To graph a right triangle with the two points forming the hypotenuse, we need to know the coordinates of the two points. Let's denote the coordinates of the first point as \( (x_1, y_1) \) and the coordinates of the second point as \( (x_2, y_2) \). The distance between the two points can be calculated using the distance formula: \[ d = \sqrt{(x_2 - x_1)^2 + (y_2 - y_1)^2} \] Let's assume the coordinates of the two points are \( (x_1, y_1) = (0, 0) \) and \( (x_2, y_2) = (3, 4) \). We will calculate the distance between these two points.

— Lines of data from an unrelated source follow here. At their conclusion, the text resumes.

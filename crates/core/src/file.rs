//! File domain types.
//!
//! `FileRecord` describes a stored file as derived from the backing store —
//! it is never persisted as an object. `FileContent` is the tagged input to
//! write operations: callers choose the whole-content path or the chunked
//! path explicitly by constructing the matching variant.

use bytes::Bytes;
use chrono::{DateTime, Utc};
use serde::{Deserialize, Serialize};
use std::path::Path;

/// Filename, size, and modification time of a stored file.
///
/// Serialized camelCase (`updatedAt`) to match the wire format.
#[derive(Debug, Clone, PartialEq, Eq, Serialize, Deserialize)]
#[serde(rename_all = "camelCase")]
pub struct FileRecord {
    pub filename: String,
    pub size: u64,
    pub updated_at: DateTime<Utc>,
}

/// Content handed to a write operation.
#[derive(Debug, Clone)]
pub enum FileContent {
    /// A complete text buffer, written in one piece.
    Text(String),
    /// A finite ordered sequence of byte chunks, written in order to the
    /// same target.
    Chunks(Vec<Bytes>),
}

impl FileContent {
    /// Flatten into a single byte buffer.
    pub fn into_bytes(self) -> Vec<u8> {
        match self {
            FileContent::Text(s) => s.into_bytes(),
            FileContent::Chunks(chunks) => {
                let mut buf = Vec::with_capacity(chunks.iter().map(Bytes::len).sum());
                for chunk in chunks {
                    buf.extend_from_slice(&chunk);
                }
                buf
            }
        }
    }

    /// Total length in bytes.
    pub fn len(&self) -> usize {
        match self {
            FileContent::Text(s) => s.len(),
            FileContent::Chunks(chunks) => chunks.iter().map(Bytes::len).sum(),
        }
    }

    pub fn is_empty(&self) -> bool {
        self.len() == 0
    }
}

impl From<&str> for FileContent {
    fn from(s: &str) -> Self {
        FileContent::Text(s.to_string())
    }
}

impl From<String> for FileContent {
    fn from(s: String) -> Self {
        FileContent::Text(s)
    }
}

/// Whether a directory entry counts as a file in listings.
///
/// An entry with no extension marker is treated as a directory and excluded.
/// `"sub"` and `".gitignore"` are not files; `"a.txt"` is.
pub fn is_file_entry(name: &str) -> bool {
    Path::new(name).extension().is_some()
}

Calculate the value by following steps: - step0: Calculate: \(\sqrt{\left(3-0\right)^{2}+\left(4-0\right)^{2}}\) - step1: Remove 0: \(\sqrt{3^{2}+\left(4-0\right)^{2}}\) - step2: Remove 0: \(\sqrt{3^{2}+4^{2}}\) - step3: Add the numbers: \(\sqrt{25}\) - step4: Write in exponential form: \(\sqrt{5^{2}}\) - step5: Simplify the root: \(5\) The distance between the two points is 5 units. Therefore, the distance between the two points forming the hypotenuse of the right triangle is 5 units.